内訳は、和歌23作品。俳句28作品でした。
 

特選 (くりこま荘にペアでご招待)
       

いにしえの農のこころを今に咲く老桜まもるひとの優しく
高橋貞一氏(栗駒町桜田宿畑)
(選評)
桑畑の種まき桜は、昔から農事暦の役を果たしてきたと伝えられている。みちのくの遅い春を待ちながら、沼倉の里人は、この桜が咲くのを心待ちにしていた。まさに種まきの時節というものを桜が教えてくれていたのである。そしていつしかこの木を、誰とはなしに「種まき桜」と呼ぶようになる。若木だった桜も、四百年の年月を経て、老桜となってしまった。それでも桜は、周囲の人々に見守られながら、懸命に花をつける。しかも今年は延年の治療まで施されて・・・。ほっとするような暖かい歌である。
 
 

一席 (桑畑特選青畑味噌三ヶ月分)
 

散り惜しむ桜に昭和遠くなり
鈴木富子女史(築館町左足)
(選評)
この句を取るには、勇気がいる。一読では、中村草田男の「降る雪や明治は遠くなりにけり」に似ていることもあり、新鮮味に欠けると、思われるからだ。しかし味わってみると、初五の「散り惜しむ」が効いていて、桜の花が何とも言えぬ儚さを以て散っていく情景が浮かんでくる。

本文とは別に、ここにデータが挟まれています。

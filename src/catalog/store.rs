//! In-memory catalog store
//!
//! Holds every loaded item for the lifetime of the session. Filtering only
//! ever reads from here.

use std::sync::Arc;

use super::{CatalogError, Item};

/// Loaded items, written once
#[derive(Debug, Default)]
pub struct CatalogStore {
    items: Vec<Arc<Item>>,
    loaded: bool,
}

impl CatalogStore {
    /// Create an empty store
    pub fn new() -> Self {
        Self::default()
    }

    /// Assign the loaded dataset wholesale. Only the first call succeeds.
    pub fn populate(&mut self, items: Vec<Item>) -> Result<(), CatalogError> {
        if self.loaded {
            return Err(CatalogError::AlreadyLoaded);
        }
        self.items = items.into_iter().map(Arc::new).collect();
        self.loaded = true;
        Ok(())
    }

    /// All items in dataset order
    pub fn items(&self) -> &[Arc<Item>] {
        &self.items
    }

    pub fn len(&self) -> usize {
        self.items.len()
    }

    pub fn is_empty(&self) -> bool {
        self.items.is_empty()
    }

    /// Whether a dataset has been assigned (possibly an empty one)
    pub fn is_loaded(&self) -> bool {
        self.loaded
    }
}
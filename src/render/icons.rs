//! Item icon resolution and caching
//!
//! Icons are addressed purely by item id. Any icon that fails to load is
//! replaced by the shared placeholder; that policy lives here and nowhere else.

use std::collections::HashMap;
use std::path::{Path, PathBuf};
use std::sync::Arc;

use image::{imageops::FilterType, DynamicImage, GenericImageView, RgbaImage};
use ratatui::style::Color;

use crate::catalog::ItemId;

/// Colour of the built-in swatch used when even the placeholder is missing
const BUILTIN_PLACEHOLDER_RGB: [u8; 3] = [70, 70, 80];
const BUILTIN_PLACEHOLDER_SIZE: u32 = 16;

/// Where icon files live
#[derive(Debug, Clone, PartialEq, Eq)]
pub struct IconPaths {
    pub dir: PathBuf,
    pub extension: String,
    pub placeholder: PathBuf,
}

impl IconPaths {
    /// Primary image path for an item: `{dir}/{itemID}.{ext}`
    pub fn resolve_image_source(&self, id: &ItemId) -> PathBuf {
        self.dir.join(format!("{}.{}", id, self.extension))
    }
}

impl Default for IconPaths {
    fn default() -> Self {
        Self {
            dir: PathBuf::from("ICONS"),
            extension: "png".to_string(),
            placeholder: PathBuf::from("placeholder.png"),
        }
    }
}

/// Icon downsampled to terminal cells. Each cell carries the colours of the
/// upper and lower pixel it covers.
#[derive(Debug, Clone, PartialEq, Eq)]
pub struct Thumbnail {
    pub cols: u16,
    pub rows: u16,
    cells: Vec<(Color, Color)>,
}

impl Thumbnail {
    fn from_image(image: &DynamicImage, cols: u16, rows: u16) -> Self {
        let scaled = image
            .resize_exact(u32::from(cols), u32::from(rows) * 2, FilterType::Triangle)
            .to_rgba8();

        let mut cells = Vec::with_capacity(usize::from(cols) * usize::from(rows));
        for row in 0..u32::from(rows) {
            for col in 0..u32::from(cols) {
                let top = pixel_color(&scaled, col, row * 2);
                let bottom = pixel_color(&scaled, col, row * 2 + 1);
                cells.push((top, bottom));
            }
        }

        Self { cols, rows, cells }
    }

    /// (upper, lower) colour for a cell
    pub fn cell(&self, col: u16, row: u16) -> Option<(Color, Color)> {
        if col >= self.cols || row >= self.rows {
            return None;
        }
        self.cells
            .get(usize::from(row) * usize::from(self.cols) + usize::from(col))
            .copied()
    }
}

/// Blend a pixel over black so transparent areas read as background
fn pixel_color(image: &RgbaImage, x: u32, y: u32) -> Color {
    let [r, g, b, a] = image.get_pixel(x, y).0;
    let scale = |c: u8| ((u16::from(c) * u16::from(a)) / 255) as u8;
    Color::Rgb(scale(r), scale(g), scale(b))
}

/// A decoded icon ready to draw
#[derive(Debug)]
pub struct Icon {
    image: Arc<DynamicImage>,
    /// True if this icon is standing in for a missing image
    pub is_placeholder: bool,
    average: Color,
    thumbnails: HashMap<(u16, u16), Thumbnail>,
    /// Kitty image ID once uploaded
    pub kitty_id: Option<u32>,
}

impl Icon {
    fn new(image: Arc<DynamicImage>, is_placeholder: bool) -> Self {
        let average = average_color(&image);
        Self {
            image,
            is_placeholder,
            average,
            thumbnails: HashMap::new(),
            kitty_id: None,
        }
    }

    pub fn image(&self) -> &DynamicImage {
        &self.image
    }

    /// Mean colour of the icon, used by the ASCII swatch
    pub fn average_color(&self) -> Color {
        self.average
    }

    /// Thumbnail for a cell box, computed once per size
    pub fn thumbnail(&mut self, cols: u16, rows: u16) -> &Thumbnail {
        let image = &self.image;
        self.thumbnails
            .entry((cols, rows))
            .or_insert_with(|| Thumbnail::from_image(image, cols, rows))
    }
}

fn average_color(image: &DynamicImage) -> Color {
    let tiny = image.resize_exact(1, 1, FilterType::Triangle).to_rgba8();
    pixel_color(&tiny, 0, 0)
}

fn builtin_placeholder() -> DynamicImage {
    let [r, g, b] = BUILTIN_PLACEHOLDER_RGB;
    let mut img = RgbaImage::new(BUILTIN_PLACEHOLDER_SIZE, BUILTIN_PLACEHOLDER_SIZE);
    for pixel in img.pixels_mut() {
        *pixel = image::Rgba([r, g, b, 255]);
    }
    DynamicImage::ImageRgba8(img)
}

/// Lazily decoded icons keyed by item id
#[derive(Debug)]
pub struct IconCache {
    paths: IconPaths,
    icons: HashMap<ItemId, Icon>,
    placeholder: Option<Arc<DynamicImage>>,
}

impl IconCache {
    pub fn new(paths: IconPaths) -> Self {
        Self {
            paths,
            icons: HashMap::new(),
            placeholder: None,
        }
    }

    /// Icon for an item: the item's own image if it decodes, otherwise the
    /// shared placeholder. Never fails.
    pub fn get_or_load(&mut self, id: &ItemId) -> &mut Icon {
        let Self { paths, icons, placeholder } = self;
        icons.entry(id.clone()).or_insert_with(|| {
            match open_image(&paths.resolve_image_source(id)) {
                Some(image) => Icon::new(Arc::new(image), false),
                None => {
                    let shared = placeholder.get_or_insert_with(|| {
                        Arc::new(open_image(&paths.placeholder).unwrap_or_else(builtin_placeholder))
                    });
                    Icon::new(Arc::clone(shared), true)
                }
            }
        })
    }
}

fn open_image(path: &Path) -> Option<DynamicImage> {
    let image = image::open(path).ok()?;
    // Zero-sized images cannot be scaled into cells
    if image.dimensions().0 == 0 || image.dimensions().1 == 0 {
        return None;
    }
    Some(image)
}

#[cfg(test)]
mod tests {
    use super::*;

    fn solid(r: u8, g: u8, b: u8) -> RgbaImage {
        let mut img = RgbaImage::new(4, 4);
        for pixel in img.pixels_mut() {
            *pixel = image::Rgba([r, g, b, 255]);
        }
        img
    }

    fn paths_in(dir: &Path) -> IconPaths {
        IconPaths {
            dir: dir.join("ICONS"),
            extension: "png".to_string(),
            placeholder: dir.join("placeholder.png"),
        }
    }

    #[test]
    fn test_resolve_image_source_uses_item_id() {
        let paths = IconPaths::default();
        assert_eq!(
            paths.resolve_image_source(&ItemId::from(101)),
            PathBuf::from("ICONS").join("101.png")
        );
        assert_eq!(
            paths.resolve_image_source(&ItemId::from("0042")),
            PathBuf::from("ICONS").join("0042.png")
        );
    }

    #[test]
    fn test_existing_icon_is_used() {
        let dir = tempfile::tempdir().unwrap();
        std::fs::create_dir(dir.path().join("ICONS")).unwrap();
        solid(255, 0, 0).save(dir.path().join("ICONS/101.png")).unwrap();

        let mut cache = IconCache::new(paths_in(dir.path()));
        let icon = cache.get_or_load(&ItemId::from(101));
        assert!(!icon.is_placeholder);
        assert_eq!(icon.average_color(), Color::Rgb(255, 0, 0));
    }

    #[test]
    fn test_missing_icon_falls_back_to_placeholder_file() {
        let dir = tempfile::tempdir().unwrap();
        solid(0, 0, 255).save(dir.path().join("placeholder.png")).unwrap();

        let mut cache = IconCache::new(paths_in(dir.path()));
        let icon = cache.get_or_load(&ItemId::from(999));
        assert!(icon.is_placeholder);
        assert_eq!(icon.average_color(), Color::Rgb(0, 0, 255));
    }

    #[test]
    fn test_missing_placeholder_uses_builtin_swatch() {
        let dir = tempfile::tempdir().unwrap();
        let mut cache = IconCache::new(paths_in(dir.path()));

        let icon = cache.get_or_load(&ItemId::from(1));
        assert!(icon.is_placeholder);
        let [r, g, b] = BUILTIN_PLACEHOLDER_RGB;
        assert_eq!(icon.average_color(), Color::Rgb(r, g, b));
    }

    #[test]
    fn test_corrupt_icon_falls_back() {
        let dir = tempfile::tempdir().unwrap();
        std::fs::create_dir(dir.path().join("ICONS")).unwrap();
        std::fs::write(dir.path().join("ICONS/5.png"), b"not a png").unwrap();

        let mut cache = IconCache::new(paths_in(dir.path()));
        assert!(cache.get_or_load(&ItemId::from(5)).is_placeholder);
    }

    #[test]
    fn test_thumbnail_dimensions() {
        let dir = tempfile::tempdir().unwrap();
        let mut cache = IconCache::new(paths_in(dir.path()));
        let thumb = cache.get_or_load(&ItemId::from(1)).thumbnail(6, 3).clone();

        assert_eq!((thumb.cols, thumb.rows), (6, 3));
        assert!(thumb.cell(5, 2).is_some());
        assert!(thumb.cell(6, 0).is_none());
    }
}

思えば昭和という時代は、戦争という悲劇と、そこからの復興の六十有余年であった。今その記憶が猛烈な速度で薄れ始めている。人は桜が咲く度に、昭和の時代を思い出すべきだ。二度とあのような悲劇が起きぬように。秀句である。
 
 
神酒含み桜大樹の木霊かな(みきふふみさくらたいじゅのこだまかな)
佐藤玲子女史(一迫町)
(選評)
作者に依れば、この句は、種まき桜の花見会の折に、桜の幹(みき)に御神酒(おみき)が注がれ、た状景を、そのまま詠ったものだという。「みきふふみ・・・」という音の響きにも、心を癒される独特の感性が伺える。下五の「木霊(こだま)かな」が効いていて、大きな桜の景色が想像される。不思議な雰囲気を持った佳作である。
 
 
 

二席 (栗駒駒形漬け10袋)
 

語り部の昔噺を聞く桜人も桜も春に酔ひなむ
三浦 幹也氏(岩手県岩手郡)
素直な歌である。何の気負いもない。歌を難しく考えすぎると、返って混乱を来してしまう。
 
 
桑畑の種まき桜咲く頃は懐かしく思う故郷の山
菅原隆雄氏(栗駒町下中山西風)
これも何の説明もいらないような素直な歌。
以上


 
 

以上、選者の千葉徹夫先生が選ばれた五作品と、以下の三首を「速日集」に収載させていただく事といたします。

満開の萬栄の桜散りゆけば迫の川に花筏浮く

旧き家の門辺に生(お)うる老桜尊く思ふ四百年経ぬ

                  以上二首千葉徹夫氏詠

淡雪の如く雲ゆく春野辺に種まき桜散り給ふなり

                  佐藤弘弥詠


平成十二年七月一日

佐藤家当主
佐藤晃弥


追記 尚、賞品は、七月十五日頃までに発送させていただきます。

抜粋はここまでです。